The first fortifications on the site were a ring wall and part of the chapel and its bell tower. In the 13th century a large palas with 2 m thick walls was built west of the chapel, becoming the center of the castle. The residential wings probably were also built in the 13th century. In the 16th and 17th centuries the castle was attacked several times and burned twice. The residence wings in particular were rebuilt and renovated several times during those centuries. The lower floors were given vaulted ceilings, new windows were cut through the rock walls and they were decorated in wood.

The chapel was integrated into the ring wall that surrounds the castle. The apse was decorated with 12th century paintings, of which only fragments remain. The interior was renovated in the 17th century. The free standing bell tower was probably built as a combination church tower and watch tower. It is five stories tall and crowned with a Baroque onion dome.

The zwinger (outer courtyard) and two half towers were probably built in the 16th century to protect the castle from attack.
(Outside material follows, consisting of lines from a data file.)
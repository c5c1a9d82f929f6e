//! Areas, portals and portal links, plus PVS bitmask decompression.

use std::cell::Cell;

use crate::geometry::{Aabb, ConvexHull, Plane};

use super::types::{AreaId, LinkId, PortalId, PortalLinkId, SurfaceId};

/// Convex volume bounded by planar surfaces and portals.
#[derive(Debug)]
pub struct Area {
    pub aabb: Aabb,
    pub first_surface: SurfaceId,
    pub num_surfaces: u32,
    pub portal_list: Option<PortalLinkId>,
    /// Head of the area's `PrimitiveLink` chain (§4.2); the primitive side
    /// of the same intrusive node chains through `Primitive::link_list`.
    pub primitive_list_link: Option<LinkId>,
}

impl Area {
    pub fn surface_range(&self) -> std::ops::Range<u32> {
        self.first_surface.0..self.first_surface.0 + self.num_surfaces
    }
}

/// One directional half of a portal, attached to its source area's
/// `portal_list` singly-linked chain.
#[derive(Debug)]
pub struct PortalLink {
    pub dest_area: AreaId,
    /// CCW as seen from the source area.
    pub hull: ConvexHull,
    /// Oriented toward the source area (i.e. the source area is in front).
    pub plane: Plane,
    pub next: Option<PortalLinkId>,
    pub portal: PortalId,
    pub vis_mark: Cell<u32>,
}

/// Shared boundary between two areas. Owns both directional links.
#[derive(Debug)]
pub struct Portal {
    pub area_a: AreaId,
    pub area_b: AreaId,
    pub link_a_to_b: PortalLinkId,
    pub link_b_to_a: PortalLinkId,
    pub blocked: Cell<bool>,
}

impl Portal {
    pub fn is_blocked(&self) -> bool {
        self.blocked.get()
    }

    pub fn set_blocked(&self, blocked: bool) {
        self.blocked.set(blocked);
    }
}

/// Decompress a zero-run-length-encoded PVS row: a nonzero byte is copied
/// verbatim; a zero byte is followed by a run-length byte `n` expanding to
/// `n` zero bytes. Expansion is clamped to `out`'s length.
pub fn decompress_pvs(compressed: &[u8], out: &mut [u8]) {
    let mut src = 0usize;
    let mut dst = 0usize;
    let len = out.len();

    while dst < len && src < compressed.len() {
        let b = compressed[src];
        if b != 0 {
            out[dst] = b;
            dst += 1;
            src += 1;
        } else {
            src += 1;
            let run = if src < compressed.len() { compressed[src] as usize } else { 0 };
            src += 1;
            let fill = run.min(len - dst);
            out[dst..dst + fill].fill(0);
            dst += fill;
        }
    }

    if dst < len {
        out[dst..].fill(0);
    }
}

#[cfg(test)]
mod tests {
    use super::*;

    #[test]
    fn decompress_expands_zero_runs() {
        let compressed = [0x05u8, 0x00, 0x03, 0x07u8];
        let mut out = [0xFFu8; 6];
        decompress_pvs(&compressed, &mut out);
        assert_eq!(out, [0x05, 0x00, 0x00, 0x00, 0x07, 0x00]);
    }

    #[test]
    fn decompress_clamps_to_row_length() {
        let compressed = [0x00u8, 200];
        let mut out = [0xFFu8; 4];
        decompress_pvs(&compressed, &mut out);
        assert_eq!(out, [0, 0, 0, 0]);
    }
}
The castle was renovated in 1714-15 and again in 1732.

The exterior walls are covered in white plaster and were decorated with coats of arms from the late 15th century. These paintings were still visible in 1900 but have since faded. However, a few were restored in recent restoration projects.

When Dr. Karl Lingner bought the castle in 1900, he undertook a complete restoration of the castle under the guidance of Professor Rudolf Rahn. He placed a large organ, built by Jehmlich of Dresden, in the old armory. He purchased furniture from noble houses scattered throughout Graubünden and Tyrol to furnish the castle. However, he died unexpectedly on 5 June 1916 without ever living in the castle.